Universidade Federal de São Paulo, Escola Paulista de Medicina, Departamento de Ortopedia e Traumatologia, São Paulo,SP, Brazil.
Acta Ortop Bras. 2025 Apr 7;33(spe1):e280947. doi: 10.1590/1413-785220243201e280947. eCollection 2025.
ChatGPT, an advanced Artificial Intelligence model specialized in natural language processing, shows remarkable abilities, achieving high scores in certification exams in various specialties. This study aims to evaluate ChatGPT's performance in multiple-choice tests applied to obtain specialist certification in Orthopedics and Traumatology.

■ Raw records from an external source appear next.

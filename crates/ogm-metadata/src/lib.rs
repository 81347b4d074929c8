//! ogm-metadata: explicit mapping metadata for user types.
//!
//! Nothing here relies on reflection. Each mapped type is described once
//! by a [`DescriptorBuilder`] whose typed closures are erased into
//! [`PropertyAttribute`] and [`RelationshipAttribute`] accessors, and all
//! descriptors are collected into an immutable [`MetaData`] registry.
//!
//! Instances are shared as [`Entity<T>`] (`Arc<RwLock<T>>`); the mapper
//! works with the type-erased [`EntityRef`], whose identity is the address
//! of the shared allocation and never the user type's `Eq`/`Hash`.

pub mod attribute;
pub mod descriptor;
pub mod entity;
pub mod registry;

pub use attribute::{
    EndpointAttribute, Fetched, IdentityAttribute, PropertyAttribute, Related,
    RelationshipAttribute, VersionAttribute,
};
pub use descriptor::{DescriptorBuilder, DescriptorKind, Relation, SchemaDescriptor};
pub use entity::{entity, Entity, EntityRef};
pub use registry::{MetaData, MetaDataBuilder};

We used ChatGPT 4.0 to answer 100 questions from the first phase of the 2022 (TEOT) (Specialist in Orthopedics and Traumatology Test). We excluded non-text-based questions. Each question was entered individually into ChatGPT, with a new session initiated for each question. Performance was evaluated regarding number of words and questions' taxonomic classification.
Of the 95 questions analyzed, ChatGPT answered 61.05% correctly and 38.95% incorrectly. There was no statistically significant difference regarding number of words, and ChatGPT's performance did not vary according to taxonomic level.

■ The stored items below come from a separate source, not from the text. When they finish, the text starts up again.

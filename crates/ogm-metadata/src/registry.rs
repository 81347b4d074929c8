//! The immutable descriptor registry handed to sessions.

use std::any::TypeId;
use std::collections::HashMap;
use std::sync::Arc;

use ogm_core::SchemaError;
use parking_lot::RwLock;

use crate::descriptor::SchemaDescriptor;
use crate::entity::EntityRef;

/// All descriptors known to a session factory, validated as a whole.
#[derive(Debug, Default)]
pub struct MetaData {
    descriptors: Vec<Arc<SchemaDescriptor>>,
    by_name: HashMap<String, usize>,
    by_type: HashMap<TypeId, usize>,
}

/// Collects descriptors before cross-checking them.
#[derive(Debug, Default)]
pub struct MetaDataBuilder {
    descriptors: Vec<SchemaDescriptor>,
}

impl MetaDataBuilder {
    pub fn register(mut self, descriptor: SchemaDescriptor) -> Self {
        self.descriptors.push(descriptor);
        self
    }

    /// Check that names and Rust types are unique and that every
    /// relationship target resolves to a registered descriptor bound to
    /// the expected type.
    pub fn build(mut self) -> Result<MetaData, SchemaError> {
        let mut by_name = HashMap::new();
        let mut by_type = HashMap::new();
        for (index, descriptor) in self.descriptors.iter().enumerate() {
            if by_name.insert(descriptor.name().to_string(), index).is_some()
                || by_type.insert(descriptor.type_id(), index).is_some()
            {
                return Err(SchemaError::DuplicateType(descriptor.name().to_string()));
            }
        }

        // Shape of every descriptor, so relationship attributes can be
        // resolved while the descriptors themselves are mutated.
        let shapes: Vec<(TypeId, Option<String>)> = self
            .descriptors
            .iter()
            .map(|d| (d.type_id(), d.rel_type().map(str::to_string)))
            .collect();

        for descriptor in &mut self.descriptors {
            let type_name = descriptor.name().to_string();

            if let (Some(start), Some(end)) = (descriptor.start(), descriptor.end()) {
                for endpoint in [start, end] {
                    let index = by_name.get(endpoint.target()).copied().ok_or_else(|| {
                        SchemaError::UnknownTarget {
                            type_name: type_name.clone(),
                            attribute: "endpoint".to_string(),
                            target: endpoint.target().to_string(),
                        }
                    })?;
                    let (target_type, target_rel_type) = &shapes[index];
                    if *target_type != endpoint.target_type || target_rel_type.is_some() {
                        return Err(SchemaError::TargetTypeMismatch {
                            type_name: type_name.clone(),
                            attribute: "endpoint".to_string(),
                            target: endpoint.target().to_string(),
                        });
                    }
                }
            }

            for attribute in &mut descriptor.relationships {
                let index = by_name.get(attribute.target()).copied().ok_or_else(|| {
                    SchemaError::UnknownTarget {
                        type_name: type_name.clone(),
                        attribute: attribute.name().to_string(),
                        target: attribute.target().to_string(),
                    }
                })?;
                let (target_type, target_rel_type) = &shapes[index];
                if *target_type != attribute.target_type {
                    return Err(SchemaError::TargetTypeMismatch {
                        type_name,
                        attribute: attribute.name().to_string(),
                        target: attribute.target().to_string(),
                    });
                }
                if let Some(expected) = target_rel_type {
                    if expected != attribute.rel_type() {
                        return Err(SchemaError::RelationshipTypeMismatch {
                            type_name,
                            attribute: attribute.name().to_string(),
                            target: attribute.target().to_string(),
                            declared: attribute.rel_type().to_string(),
                            expected: expected.clone(),
                        });
                    }
                    attribute.relationship_entity = true;
                }
            }
        }

        tracing::debug!(count = self.descriptors.len(), "Registered mapping metadata");
        Ok(MetaData {
            descriptors: self.descriptors.into_iter().map(Arc::new).collect(),
            by_name,
            by_type,
        })
    }
}

impl MetaData {
    pub fn builder() -> MetaDataBuilder {
        MetaDataBuilder::default()
    }

    pub fn descriptors(&self) -> impl Iterator<Item = &Arc<SchemaDescriptor>> {
        self.descriptors.iter()
    }

    pub fn descriptor(&self, name: &str) -> Option<&Arc<SchemaDescriptor>> {
        self.by_name.get(name).map(|&i| &self.descriptors[i])
    }

    /// Descriptor bound to the runtime type of `instance`.
    pub fn descriptor_for(&self, instance: &EntityRef) -> Option<&Arc<SchemaDescriptor>> {
        self.by_type
            .get(&instance.lock_type_id())
            .map(|&i| &self.descriptors[i])
    }

    pub fn descriptor_of<T: Send + Sync + 'static>(&self) -> Option<&Arc<SchemaDescriptor>> {
        self.by_type
            .get(&TypeId::of::<RwLock<T>>())
            .map(|&i| &self.descriptors[i])
    }

    /// Node descriptor for a record's labels: the one whose labels are all
    /// present and that matches the most of them. Ties go to the first
    /// registered descriptor.
    pub fn resolve(&self, labels: &[String]) -> Option<&Arc<SchemaDescriptor>> {
        let mut best: Option<&Arc<SchemaDescriptor>> = None;
        for descriptor in &self.descriptors {
            let own = descriptor.labels();
            if own.is_empty() || !own.iter().all(|l| labels.contains(l)) {
                continue;
            }
            if best.map_or(true, |b| own.len() > b.labels().len()) {
                best = Some(descriptor);
            }
        }
        best
    }

    /// Relationship-entity descriptor for a relationship of `rel_type`
    /// between nodes of the given descriptors.
    pub fn relationship_entity(
        &self,
        rel_type: &str,
        start: &str,
        end: &str,
    ) -> Option<&Arc<SchemaDescriptor>> {
        self.descriptors.iter().find(|d| {
            d.rel_type() == Some(rel_type)
                && d.start().map(|s| s.target()) == Some(start)
                && d.end().map(|e| e.target()) == Some(end)
        })
    }
}

#[cfg(test)]
mod tests {
    use super::*;
    use crate::attribute::Fetched;
    use crate::descriptor::Relation;
    use crate::entity::{entity, Entity};

    #[derive(Default)]
    struct Movie {
        id: Option<i64>,
        roles: Vec<Entity<Role>>,
    }

    #[derive(Default)]
    struct Actor {
        id: Option<i64>,
    }

    #[derive(Default)]
    struct Stuntman {
        id: Option<i64>,
    }

    #[derive(Default)]
    struct Role {
        id: Option<i64>,
        actor: Option<Entity<Actor>>,
        movie: Option<Entity<Movie>>,
    }

    fn movie(rel_type: &str) -> SchemaDescriptor {
        SchemaDescriptor::node::<Movie>("Movie")
            .identity(|m| m.id, |m, id| m.id = id)
            .to_many(
                "roles",
                Relation::incoming(rel_type, "Role"),
                |m| Fetched::Value(m.roles.clone()),
                |m| &mut m.roles,
            )
            .build()
            .unwrap()
    }

    fn actor() -> SchemaDescriptor {
        SchemaDescriptor::node::<Actor>("Actor")
            .identity(|a| a.id, |a, id| a.id = id)
            .build()
            .unwrap()
    }

    fn role() -> SchemaDescriptor {
        SchemaDescriptor::relationship_entity::<Role>("Role", "ACTS_IN")
            .identity(|r| r.id, |r, id| r.id = id)
            .start("Actor", |r| r.actor.clone(), |r, a| r.actor = Some(a))
            .end("Movie", |r| r.movie.clone(), |r, m| r.movie = Some(m))
            .build()
            .unwrap()
    }

    #[test]
    fn test_resolves_relationship_entity_targets() {
        let metadata = MetaData::builder()
            .register(movie("ACTS_IN"))
            .register(actor())
            .register(role())
            .build()
            .unwrap();

        let movie = metadata.descriptor("Movie").unwrap();
        assert!(movie.relationship("roles").unwrap().is_relationship_entity());
        assert_eq!(
            metadata
                .relationship_entity("ACTS_IN", "Actor", "Movie")
                .map(|d| d.name()),
            Some("Role")
        );
        assert!(metadata.relationship_entity("ACTS_IN", "Movie", "Actor").is_none());

        let instance = EntityRef::new(&entity(Actor::default()));
        assert_eq!(metadata.descriptor_for(&instance).unwrap().name(), "Actor");
        assert_eq!(metadata.descriptor_of::<Role>().unwrap().name(), "Role");
    }

    #[test]
    fn test_rejects_relationship_type_mismatch() {
        let err = MetaData::builder()
            .register(movie("PLAYS_IN"))
            .register(actor())
            .register(role())
            .build()
            .unwrap_err();
        assert!(matches!(err, SchemaError::RelationshipTypeMismatch { .. }));
    }

    #[test]
    fn test_rejects_unknown_target() {
        let err = MetaData::builder()
            .register(movie("ACTS_IN"))
            .build()
            .unwrap_err();
        assert!(matches!(err, SchemaError::UnknownTarget { .. }));
    }

    #[test]
    fn test_rejects_duplicate_registration() {
        let err = MetaData::builder()
            .register(actor())
            .register(actor())
            .build()
            .unwrap_err();
        assert_eq!(err, SchemaError::DuplicateType("Actor".into()));
    }

    #[test]
    fn test_resolve_prefers_most_specific_labels() {
        let stuntman = SchemaDescriptor::node::<Stuntman>("Stuntman")
            .label("Actor")
            .identity(|s| s.id, |s, id| s.id = id)
            .build()
            .unwrap();
        let metadata = MetaData::builder()
            .register(actor())
            .register(stuntman)
            .build()
            .unwrap();

        let both = vec!["Actor".to_string(), "Stuntman".to_string()];
        assert_eq!(metadata.resolve(&both).unwrap().name(), "Stuntman");
        assert_eq!(
            metadata.resolve(&["Actor".to_string()]).unwrap().name(),
            "Actor"
        );
        assert!(metadata.resolve(&["Movie".to_string()]).is_none());
    }
}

ChatGPT demonstrated vast knowledge in Orthopedics, with acceptable performance in the TEOT exam. Results suggest ChatGPT's an educational and clinical resource in Orthopedics, but needs future progress and human supervision for its effective application.
ChatGPT是一种专门用于自然语言处理的先进人工智能模型,展现出卓越的能力,在各个专业的认证考试中都取得了高分。本研究旨在评估ChatGPT在用于获得骨科与创伤学专业认证的多项选择题测试中的表现。

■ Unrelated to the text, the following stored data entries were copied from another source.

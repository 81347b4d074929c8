//! Session-scoped identity and relationship tracking.
//!
//! The context remembers every node and relationship entity a session has
//! seen, keyed by native id, together with the set of edges it believes
//! exist in the database. The compiler diffs against it and the mapper
//! feeds it.

use std::collections::{BTreeSet, HashMap, HashSet};
use std::sync::Arc;

use ogm_core::{EntityKind, MappingError, NativeId};
use ogm_metadata::{EntityRef, SchemaDescriptor};
use serde_json::Value;

use crate::memo::EntityMemo;

/// A node known to the session.
#[derive(Debug, Clone)]
pub struct NodeEntry {
    pub id: NativeId,
    pub descriptor: Arc<SchemaDescriptor>,
    pub instance: EntityRef,
}

/// A relationship entity known to the session.
#[derive(Debug, Clone)]
pub struct RelationshipEntry {
    pub id: NativeId,
    pub rel_type: String,
    pub descriptor: Arc<SchemaDescriptor>,
    pub instance: EntityRef,
    pub start: NativeId,
    pub end: NativeId,
}

/// An edge believed to exist in the database.
///
/// Plain relationships are tracked by their endpoint triple only;
/// relationship entities also carry their own id, so two entities of the
/// same type between the same nodes stay distinct.
#[derive(Debug, Clone, PartialEq, Eq, Hash)]
pub struct MappedRelationship {
    pub start: NativeId,
    pub rel_type: String,
    pub end: NativeId,
    pub relationship_id: Option<NativeId>,
}

impl MappedRelationship {
    pub fn new(start: NativeId, rel_type: &str, end: NativeId) -> Self {
        Self {
            start,
            rel_type: rel_type.to_string(),
            end,
            relationship_id: None,
        }
    }

    pub fn with_id(mut self, relationship_id: NativeId) -> Self {
        self.relationship_id = Some(relationship_id);
        self
    }

    pub fn touches(&self, id: NativeId) -> bool {
        self.start == id || self.end == id
    }

    /// The endpoint opposite `id`.
    pub fn other(&self, id: NativeId) -> NativeId {
        if self.start == id {
            self.end
        } else {
            self.start
        }
    }
}

/// Identity registry for one session.
#[derive(Debug, Default)]
pub struct MappingContext {
    nodes: HashMap<NativeId, NodeEntry>,
    relationship_entities: HashMap<NativeId, RelationshipEntry>,
    edges: HashSet<MappedRelationship>,
    primary_index: HashMap<(String, String), NativeId>,
    by_type: HashMap<String, BTreeSet<NativeId>>,
    memo: EntityMemo,
}

impl MappingContext {
    pub fn new() -> Self {
        Self::default()
    }

    // ── Nodes ────────────────────────────────────────────────────

    pub fn get(&self, id: NativeId) -> Option<&EntityRef> {
        self.nodes.get(&id).map(|entry| &entry.instance)
    }

    pub fn node(&self, id: NativeId) -> Option<&NodeEntry> {
        self.nodes.get(&id)
    }

    pub fn nodes(&self) -> impl Iterator<Item = &NodeEntry> {
        self.nodes.values()
    }

    /// Register `instance` under `id` and return the canonical instance.
    ///
    /// If the id is already known, the existing instance wins and
    /// `instance` is discarded, so earlier references stay valid.
    pub fn register(
        &mut self,
        instance: EntityRef,
        descriptor: &Arc<SchemaDescriptor>,
        id: NativeId,
    ) -> Result<EntityRef, MappingError> {
        if let Some(existing) = self.nodes.get(&id) {
            return Ok(existing.instance.clone());
        }
        let properties = descriptor.read_properties(&instance)?;
        if let Some(key) = primary_key(descriptor, &properties) {
            self.primary_index.insert(key, id);
        }
        self.memo.remember(EntityKind::Node, id, &properties);
        self.by_type
            .entry(descriptor.name().to_string())
            .or_default()
            .insert(id);
        self.nodes.insert(
            id,
            NodeEntry {
                id,
                descriptor: Arc::clone(descriptor),
                instance: instance.clone(),
            },
        );
        Ok(instance)
    }

    /// Refresh the persisted snapshot of a registered node or relationship
    /// entity after its properties were written or loaded.
    pub fn remember(&mut self, kind: EntityKind, id: NativeId) -> Result<(), MappingError> {
        match kind {
            EntityKind::Node => {
                let Some(entry) = self.nodes.get(&id) else {
                    return Ok(());
                };
                let properties = entry.descriptor.read_properties(&entry.instance)?;
                let descriptor = Arc::clone(&entry.descriptor);
                self.primary_index.retain(|_, known| *known != id);
                if let Some(key) = primary_key(&descriptor, &properties) {
                    self.primary_index.insert(key, id);
                }
                self.memo.remember(kind, id, &properties);
            }
            EntityKind::Relationship => {
                let Some(entry) = self.relationship_entities.get(&id) else {
                    return Ok(());
                };
                let properties = entry.descriptor.read_properties(&entry.instance)?;
                self.memo.remember(kind, id, &properties);
            }
        }
        Ok(())
    }

    /// Whether `instance` differs from what the session last persisted or
    /// loaded. Instances without a native id are always dirty.
    pub fn is_dirty(
        &self,
        instance: &EntityRef,
        descriptor: &SchemaDescriptor,
    ) -> Result<bool, MappingError> {
        let Some(id) = descriptor.identity().read(instance)? else {
            return Ok(true);
        };
        let kind = if descriptor.is_relationship_entity() {
            EntityKind::Relationship
        } else {
            EntityKind::Node
        };
        let properties = descriptor.read_properties(instance)?;
        Ok(self.memo.is_dirty(kind, id, &properties))
    }

    /// Node of descriptor `name` whose primary-index property equals `value`.
    pub fn find_by_primary_index(&self, name: &str, value: &Value) -> Option<&EntityRef> {
        let id = self
            .primary_index
            .get(&(name.to_string(), value.to_string()))?;
        self.get(*id)
    }

    /// Every registered instance of descriptor `name`, in native id order.
    pub fn entities_of(&self, name: &str) -> Vec<EntityRef> {
        self.by_type
            .get(name)
            .map(|ids| ids.iter().filter_map(|id| self.get(*id).cloned()).collect())
            .unwrap_or_default()
    }

    /// Drop a node together with every edge touching it and every
    /// relationship entity hanging off it.
    pub fn forget(&mut self, id: NativeId) -> Option<NodeEntry> {
        let entry = self.nodes.remove(&id)?;
        self.memo.forget(EntityKind::Node, id);
        self.primary_index.retain(|_, known| *known != id);
        if let Some(ids) = self.by_type.get_mut(entry.descriptor.name()) {
            ids.remove(&id);
        }
        self.edges.retain(|edge| !edge.touches(id));

        let dependents: Vec<NativeId> = self
            .relationship_entities
            .values()
            .filter(|re| re.start == id || re.end == id)
            .map(|re| re.id)
            .collect();
        for relationship_id in dependents {
            self.forget_relationship_entity(relationship_id);
        }
        tracing::debug!(id, "Forgot node");
        Some(entry)
    }

    /// Forget an entity and clear its identity, so that the next save
    /// treats it as new.
    pub fn reset(
        &mut self,
        instance: &EntityRef,
        descriptor: &SchemaDescriptor,
    ) -> Result<(), MappingError> {
        if let Some(id) = descriptor.identity().read(instance)? {
            if descriptor.is_relationship_entity() {
                self.forget_relationship_entity(id);
            } else {
                self.forget(id);
            }
        }
        descriptor.identity().write(instance, None)
    }

    /// Nodes joined to node `id` by any known edge, in id order.
    pub fn neighbours(&self, id: NativeId) -> Vec<&NodeEntry> {
        let others: BTreeSet<NativeId> = self
            .edges
            .iter()
            .filter(|edge| edge.touches(id))
            .map(|edge| edge.other(id))
            .filter(|other| *other != id)
            .collect();
        others.iter().filter_map(|other| self.nodes.get(other)).collect()
    }

    /// The endpoint nodes of relationship entity `id`.
    pub fn endpoints(&self, id: NativeId) -> Vec<&NodeEntry> {
        let Some(entry) = self.relationship_entities.get(&id) else {
            return Vec::new();
        };
        let ends: BTreeSet<NativeId> = [entry.start, entry.end].into();
        ends.iter().filter_map(|end| self.nodes.get(end)).collect()
    }

    // ── Relationship Entities ────────────────────────────────────

    pub fn relationship_entity(&self, id: NativeId) -> Option<&RelationshipEntry> {
        self.relationship_entities.get(&id)
    }

    pub fn relationship_entities(&self) -> impl Iterator<Item = &RelationshipEntry> {
        self.relationship_entities.values()
    }

    pub fn register_relationship_entity(
        &mut self,
        instance: EntityRef,
        descriptor: &Arc<SchemaDescriptor>,
        id: NativeId,
        start: NativeId,
        end: NativeId,
    ) -> Result<EntityRef, MappingError> {
        if let Some(existing) = self.relationship_entities.get(&id) {
            return Ok(existing.instance.clone());
        }
        let rel_type = descriptor.rel_type().unwrap_or_default().to_string();
        let properties = descriptor.read_properties(&instance)?;
        self.memo
            .remember(EntityKind::Relationship, id, &properties);
        self.edges
            .insert(MappedRelationship::new(start, &rel_type, end).with_id(id));
        self.relationship_entities.insert(
            id,
            RelationshipEntry {
                id,
                rel_type,
                descriptor: Arc::clone(descriptor),
                instance: instance.clone(),
                start,
                end,
            },
        );
        Ok(instance)
    }

    pub fn forget_relationship_entity(&mut self, id: NativeId) -> Option<RelationshipEntry> {
        let entry = self.relationship_entities.remove(&id)?;
        self.memo.forget(EntityKind::Relationship, id);
        self.edges
            .retain(|edge| edge.relationship_id != Some(id));
        Some(entry)
    }

    // ── Edges ────────────────────────────────────────────────────

    pub fn register_edge(&mut self, edge: MappedRelationship) -> bool {
        self.edges.insert(edge)
    }

    pub fn remove_edge(&mut self, edge: &MappedRelationship) -> bool {
        self.edges.remove(edge)
    }

    /// Whether a plain relationship `start -[rel_type]-> end` is known.
    pub fn contains_edge(&self, start: NativeId, rel_type: &str, end: NativeId) -> bool {
        self.edges
            .contains(&MappedRelationship::new(start, rel_type, end))
    }

    /// Every known edge touching `id`.
    pub fn known_edges(&self, id: NativeId) -> Vec<&MappedRelationship> {
        self.edges.iter().filter(|edge| edge.touches(id)).collect()
    }

    pub fn edges(&self) -> impl Iterator<Item = &MappedRelationship> {
        self.edges.iter()
    }

    // ── Housekeeping ─────────────────────────────────────────────

    /// Reset to empty. Previously returned instances are left as they are.
    pub fn clear(&mut self) {
        self.nodes.clear();
        self.relationship_entities.clear();
        self.edges.clear();
        self.primary_index.clear();
        self.by_type.clear();
        self.memo.clear();
    }

    pub fn node_count(&self) -> usize {
        self.nodes.len()
    }

    pub fn relationship_entity_count(&self) -> usize {
        self.relationship_entities.len()
    }

    pub fn edge_count(&self) -> usize {
        self.edges.len()
    }
}

fn primary_key(
    descriptor: &SchemaDescriptor,
    properties: &ogm_core::PropertyMap,
) -> Option<(String, String)> {
    let property = descriptor.primary_index()?;
    match properties.get(property) {
        None | Some(Value::Null) => None,
        Some(value) => Some((descriptor.name().to_string(), value.to_string())),
    }
}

我们使用ChatGPT 4.0回答了2022年骨科与创伤学专业考试(TEOT)第一阶段的100道问题。我们排除了非基于文本的问题。每个问题单独输入ChatGPT,每个问题开启一个新会话。从单词数量和问题的分类学分类方面评估其表现。
在分析的95道问题中,ChatGPT回答正确的比例为61.05%,回答错误的比例为38.95%。在单词数量方面没有统计学上的显著差异,并且ChatGPT的表现不会因分类学级别而有所不同。
ChatGPT在骨科领域展现出了丰富的知识,在TEOT考试中的表现尚可。结果表明ChatGPT是骨科领域的一种教育和临床资源,但要有效应用还需要未来的改进和人工监督。